Loss of KhpA and KhpB impacts growth under nutrient limitation. (A, B) Western blot analysis of KhpA (A) and KhpB (B) expression during different growth phases. KhpA was detected with a FLAG specific antibody in the khpA^3xFLAG strain. KhpB was detected with a KhpB specific antibody in the WT strain. Coomassie staining is used as loading control. E: early exponential phase (OD_{600 nm}= 0.1), M: mid-exponential phase (OD_{600 nm}= 0.5), S: early stationary phase (OD_{600 nm}= 1). (C, D) Growth curves for WT, deletion (ΔkhpA, ΔkhpB, ΔkhpAΔkhpB) and complemented strains (ΔkhpA^khpA-3xFLAG, ΔkhpB^khpB-3xFLAG) in Columbia broth (B) or CYG medium (C). Mean values of three biological replicates are plotted.

Figure 10.

KhpB is involved in the regulation of ethanolamine utilization. (A) RNA-seq coverage on the forward strand of the eut operon in WT, ΔkhpA and ΔkhpB (upper panel).
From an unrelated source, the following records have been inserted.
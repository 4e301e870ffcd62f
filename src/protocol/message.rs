//! Protocol messages and their line encoding.

use std::fmt;

use crate::error::ProtocolError;
use crate::task::Task;

const CONCURRENCY_PREFIX: &str = "concurrency:";
const TASK_PREFIX: &str = "task:";
const NO_TASK: &str = "NO_TASK";
const TASK_COMPLETED: &str = "Task completed";

/// One line of the master/worker protocol.
#[derive(Debug, Clone, PartialEq, Eq)]
pub enum Message {
    /// master→worker: the worker's share of the concurrency budget.
    Concurrency(usize),
    /// master→worker: one task to execute.
    Task(Task),
    /// master→worker: heartbeat, no task pending.
    NoTask,
    /// worker→master: acknowledgment of a finished task.
    TaskCompleted,
}

impl Message {
    /// Parses one protocol line, ignoring surrounding whitespace.
    ///
    /// # Errors
    ///
    /// Returns `ProtocolError::InvalidConcurrency` for a `concurrency:` line
    /// that does not carry a non-negative integer and
    /// `ProtocolError::UnknownMessage` for anything unrecognized.
    pub fn parse(line: &str) -> Result<Self, ProtocolError> {
        let line = line.trim();

        if line == NO_TASK {
            return Ok(Message::NoTask);
        }
        if line == TASK_COMPLETED {
            return Ok(Message::TaskCompleted);
        }
        if let Some(descriptor) = line.strip_prefix(TASK_PREFIX) {
            return Ok(Message::Task(Task::new(descriptor.trim())));
        }
        if let Some(value) = line.strip_prefix(CONCURRENCY_PREFIX) {
            let value = value.trim();
            return value
                .parse::<usize>()
                .map(Message::Concurrency)
                .map_err(|e| ProtocolError::InvalidConcurrency {
                    value: value.to_string(),
                    reason: e.to_string(),
                });
        }

        Err(ProtocolError::UnknownMessage(line.to_string()))
    }

    /// Encodes the message as a newline-terminated line.
    pub fn encode(&self) -> String {
        format!("{}\n", self)
    }

    /// Short label used in logs and metrics.
    pub fn kind(&self) -> &'static str {
        match self {
            Message::Concurrency(_) => "concurrency",
            Message::Task(_) => "task",
            Message::NoTask => "heartbeat",
            Message::TaskCompleted => "ack",
        }
    }
}

impl fmt::Display for Message {
    fn fmt(&self, f: &mut fmt::Formatter<'_>) -> fmt::Result {
        match self {
            Message::Concurrency(n) => write!(f, "{} {}", CONCURRENCY_PREFIX, n),
            Message::Task(task) => write!(f, "{}{}", TASK_PREFIX, task),
            Message::NoTask => f.write_str(NO_TASK),
            Message::TaskCompleted => f.write_str(TASK_COMPLETED),
        }
    }
}

#[cfg(test)]
mod tests {
    use super::*;

    #[test]
    fn test_encode_canonical_lines() {
        assert_eq!(Message::Concurrency(3).encode(), "concurrency: 3\n");
        assert_eq!(
            Message::Task(Task::new("GET http://x")).encode(),
            "task:GET http://x\n"
        );
        assert_eq!(Message::NoTask.encode(), "NO_TASK\n");
        assert_eq!(Message::TaskCompleted.encode(), "Task completed\n");
    }

    #[test]
    fn test_parse_concurrency_with_and_without_space() {
        assert_eq!(
            Message::parse("concurrency: 12\n"),
            Ok(Message::Concurrency(12))
        );
        assert_eq!(Message::parse("concurrency:0"), Ok(Message::Concurrency(0)));
    }

    #[test]
    fn test_parse_task_strips_legacy_trailing_space() {
        assert_eq!(
            Message::parse("task:GET http://www.example.com \n"),
            Ok(Message::Task(Task::new("GET http://www.example.com")))
        );
    }

    #[test]
    fn test_parse_heartbeat_and_ack() {
        assert_eq!(Message::parse("NO_TASK\r\n"), Ok(Message::NoTask));
        assert_eq!(Message::parse("Task completed"), Ok(Message::TaskCompleted));
    }

    #[test]
    fn test_parse_rejects_bad_concurrency() {
        assert!(matches!(
            Message::parse("concurrency: many"),
            Err(ProtocolError::InvalidConcurrency { value, .. }) if value == "many"
        ));
        assert!(matches!(
            Message::parse("concurrency: -2"),
            Err(ProtocolError::InvalidConcurrency { .. })
        ));
    }

    #[test]
    fn test_parse_rejects_unknown_lines() {
        assert_eq!(
            Message::parse("HELLO"),
            Err(ProtocolError::UnknownMessage("HELLO".to_string()))
        );
        // Prefixes are case-sensitive.
        assert!(Message::parse("TASK:GET http://x").is_err());
    }

    #[test]
    fn test_kind_labels() {
        assert_eq!(Message::Concurrency(1).kind(), "concurrency");
        assert_eq!(Message::NoTask.kind(), "heartbeat");
    }
}
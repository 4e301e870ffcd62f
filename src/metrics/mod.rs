//! Metrics module for Prometheus-based monitoring.
//!
//! Tracks worker membership on the master and task executions on the
//! worker.
//!
//! # Example
//!
//! ```ignore
//! use crabload::metrics::{init_metrics, export_metrics, MetricsCollector};
//!
//! init_metrics().expect("Failed to initialize metrics");
//!
//! let collector = MetricsCollector::new();
//! collector.record_task_execution("2xx", Duration::from_millis(40));
//!
//! let metrics_text = export_metrics();
//! ```

pub mod collectors;
pub mod prometheus;

// Re-export key types for convenient access
pub use collectors::MetricsCollector;
pub use prometheus::{export_metrics, init_metrics};

// Re-export metric constants for direct access when needed
pub use prometheus::{
    MESSAGES_SENT_TOTAL, REGISTRY, TASK_DURATION, TASK_EXECUTIONS_TOTAL, WORKERS_CONNECTED,
    WORKER_JOINS_TOTAL,
};
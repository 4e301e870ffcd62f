//! crabload: distributed HTTP load generation.
//!
//! A master process splits a total concurrency budget across every
//! connected worker and serves each worker the task plan over a
//! newline-delimited TCP protocol. Workers run each task through a bounded
//! pool at their assigned concurrency and acknowledge it.

pub mod cli;
pub mod config;
pub mod error;
pub mod master;
pub mod metrics;
pub mod protocol;
pub mod scheduler;
pub mod task;
pub mod worker;

// Re-export commonly used types
pub use config::{ConfigError, MasterConfig, WaitConfig, WorkerConfig};
pub use error::{ExecutionError, MasterError, ProtocolError, TransportError, WorkerError};
pub use master::Master;
pub use protocol::{LineConnection, Message};
pub use scheduler::{distribute, BoundedPool, FixedWait, RandomWait, Registry, WaitStrategy};
pub use task::{HttpExecutor, ResultReport, Task, TaskExecutor, TaskOutcome};
pub use worker::{Worker, WorkerSummary};
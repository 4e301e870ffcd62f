//! crabload CLI entry point.
//!
//! Initializes logging and delegates to the CLI module for command handling.

use tracing_subscriber::{fmt, prelude::*, EnvFilter};

#[tokio::main]
async fn main() -> anyhow::Result<()> {
    // Parse CLI arguments first to get log_level
    let cli = crabload::cli::parse_cli();

    // Priority: RUST_LOG env var > --log-level CLI arg > default "info"
    let log_filter = std::env::var("RUST_LOG").unwrap_or_else(|_| cli.log_level.clone());

    tracing_subscriber::registry()
        .with(fmt::layer())
        .with(EnvFilter::try_from_default_env().unwrap_or_else(|_| EnvFilter::new(&log_filter)))
        .init();

    crabload::cli::run_with_cli(cli).await
}
//! Recording facade over the raw Prometheus metrics.
//!
//! Every method is a no-op until [`super::init_metrics`] has run, so
//! library code and tests can record unconditionally.

use std::time::Duration;

use super::prometheus::{
    MESSAGES_SENT_TOTAL, TASK_DURATION, TASK_EXECUTIONS_TOTAL, WORKERS_CONNECTED,
    WORKER_JOINS_TOTAL,
};

/// Metrics collector for recording crabload operational metrics.
#[derive(Debug, Clone, Default)]
pub struct MetricsCollector;

impl MetricsCollector {
    /// Create a new MetricsCollector instance.
    pub fn new() -> Self {
        Self
    }

    /// Record a worker joining; `connected` is the registry size after it.
    pub fn record_worker_joined(&self, connected: usize) {
        if let Some(joins) = WORKER_JOINS_TOTAL.get() {
            joins.inc();
        }
        self.set_workers_connected(connected);
    }

    /// Record a worker leaving; `connected` is the registry size after it.
    pub fn record_worker_left(&self, connected: usize) {
        self.set_workers_connected(connected);
    }

    /// Record one protocol message written (`concurrency`, `task`, `heartbeat`, `ack`).
    pub fn record_message_sent(&self, kind: &str) {
        if let Some(sent) = MESSAGES_SENT_TOTAL.get() {
            sent.with_label_values(&[kind]).inc();
        }
    }

    /// Record a task execution.
    ///
    /// # Arguments
    ///
    /// * `outcome` - Status class such as `2xx`, or `error`
    /// * `duration` - Time spent executing
    pub fn record_task_execution(&self, outcome: &str, duration: Duration) {
        if let Some(executions) = TASK_EXECUTIONS_TOTAL.get() {
            executions.with_label_values(&[outcome]).inc();
        }

        if let Some(task_duration) = TASK_DURATION.get() {
            task_duration.observe(duration.as_secs_f64());
        }

        tracing::trace!(
            outcome = outcome,
            duration_ms = duration.as_millis() as u64,
            "Recorded task metric"
        );
    }

    fn set_workers_connected(&self, connected: usize) {
        if let Some(gauge) = WORKERS_CONNECTED.get() {
            gauge.set(connected as f64);
        }
    }
}
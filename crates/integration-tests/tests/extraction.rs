//! Full-document extraction scenarios.
//!
//! Each test feeds a realistic page shape through the whole extraction
//! pipeline and checks where in the fallback chain each field resolved.

use rust_decimal::Decimal;
use std::str::FromStr;

use trove_server::extract::{DEFAULT_NAME, scrape};

const SOURCE: &str = "https://shop.example.com/p/1";

#[test]
fn test_well_tagged_storefront_page() {
    let html = r#"<html>
      <head>
        <title>Buy the Aurora Lamp | Example Shop</title>
        <meta property="og:title" content="Aurora Table Lamp">
        <meta property="og:image" content="https://cdn.example.com/aurora-product.jpg">
        <meta property="og:description" content="A dimmable table lamp with a hand-blown glass shade and brass stem.">
        <meta property="og:price:amount" content="129.00">
      </head>
      <body>
        <h1>Aurora Table Lamp</h1>
        <span class="price">$129.00</span>
      </body>
    </html>"#;

    let listing = scrape(html, SOURCE);

    assert_eq!(listing.name, "Aurora Table Lamp");
    // .price outranks the og:price:amount meta tag
    assert_eq!(listing.price, Decimal::from_str("129.00").unwrap());
    assert_eq!(listing.image, "https://cdn.example.com/aurora-product.jpg");
    assert!(listing.description.starts_with("A dimmable table lamp"));
    assert_eq!(listing.source_url, SOURCE);
}

#[test]
fn test_amazon_shaped_page() {
    let html = r#"<html><body>
      <span id="productTitle">
        Stainless Travel Tumbler,
        20oz
      </span>
      <span class="a-price"><span class="a-offscreen">$24.95</span></span>
      <img id="landingImage" src="//m.media.example.com/images/I/tumbler.jpg">
    </body></html>"#;

    let listing = scrape(html, "https://www.amazon.example/dp/B000TEST");

    assert_eq!(listing.name, "Stainless Travel Tumbler, 20oz");
    assert_eq!(listing.price, Decimal::from_str("24.95").unwrap());
    assert_eq!(listing.image, "https://m.media.example.com/images/I/tumbler.jpg");
}

#[test]
fn test_bare_page_resolves_every_default() {
    let listing = scrape("<html><body><p>hello</p></body></html>", SOURCE);

    assert_eq!(listing.name, DEFAULT_NAME);
    assert_eq!(listing.price, Decimal::ZERO);
    assert_eq!(listing.image, "");
    assert_eq!(listing.description, "");
}

#[test]
fn test_price_with_thousands_separator_in_messy_markup() {
    let html = r#"<html><body>
      <div class="product-price">
        Now only $1,234.50 (was $1,500)
      </div>
    </body></html>"#;

    let listing = scrape(html, SOURCE);
    assert_eq!(listing.price, Decimal::from_str("1234.50").unwrap());
}

#[test]
fn test_logo_only_page_yields_empty_image() {
    let html = r#"<html>
      <head><meta property="og:image" content="https://x.com/logo.png"></head>
      <body><img src="https://x.com/header-logo.svg"></body>
    </html>"#;

    let listing = scrape(html, SOURCE);
    assert_eq!(listing.image, "");
}

#[test]
fn test_root_relative_image_resolved_against_source_origin() {
    let html = r#"<html><body>
      <div class="product-image"><img src="/img/a.jpg"></div>
    </body></html>"#;

    let listing = scrape(html, "https://shop.example.com/p/1");
    assert_eq!(listing.image, "https://shop.example.com/img/a.jpg");
}

#[test]
fn test_long_description_truncated_to_500() {
    let description = "word ".repeat(200);
    let html = format!(
        r#"<html><head><meta name="description" content="{description}"></head></html>"#
    );

    let listing = scrape(&html, SOURCE);
    assert_eq!(listing.description.chars().count(), 500);
}

#[test]
fn test_microdata_fallbacks() {
    let html = r#"<html><body>
      <div itemscope>
        <span itemprop="name">Ceramic Pour-Over Set</span>
        <span itemprop="price" content="48.00">$48.00</span>
        <img itemprop="image" src="https://cdn.x.com/uploads/pourover.jpg">
        <div itemprop="description">A two-piece ceramic pour-over brewer and carafe.</div>
      </div>
    </body></html>"#;

    let listing = scrape(html, SOURCE);

    assert_eq!(listing.name, "Ceramic Pour-Over Set");
    assert_eq!(listing.price, Decimal::from_str("48.00").unwrap());
    assert_eq!(listing.image, "https://cdn.x.com/uploads/pourover.jpg");
    assert_eq!(
        listing.description,
        "A two-piece ceramic pour-over brewer and carafe."
    );
}
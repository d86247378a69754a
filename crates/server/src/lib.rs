//! Trove Server library.
//!
//! This crate provides the scrape + checkout API as a library,
//! allowing it to be tested and reused.

#![cfg_attr(not(test), forbid(unsafe_code))]

pub mod config;
pub mod error;
pub mod extract;
pub mod fetch;
pub mod routes;
pub mod state;
pub mod stripe;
Gene loci of eut operon (lower panel). (B) Expression of the eutS and eutL genes was evaluated by qRT-PCR in the indicated strains after transferring the cultures in ethanolamine-containing CYG medium for 2 h. The fold change was normalized to the control, i.e. the RNA level in each strain after growth 2 h in CYG medium without ethanolamine, and plotted as the mean ± SD of three replicates. (C) Growth curves for WT, deletion (ΔkhpA, ΔkhpB, ΔkhpAΔkhpB) and complemented strains (ΔkhpA^khpA-3xFLAG, ΔkhpB^khpB-3xFLAG) in CYG medium supplemented with 25 μM ethanolamine. Mean values of three replicates are plotted.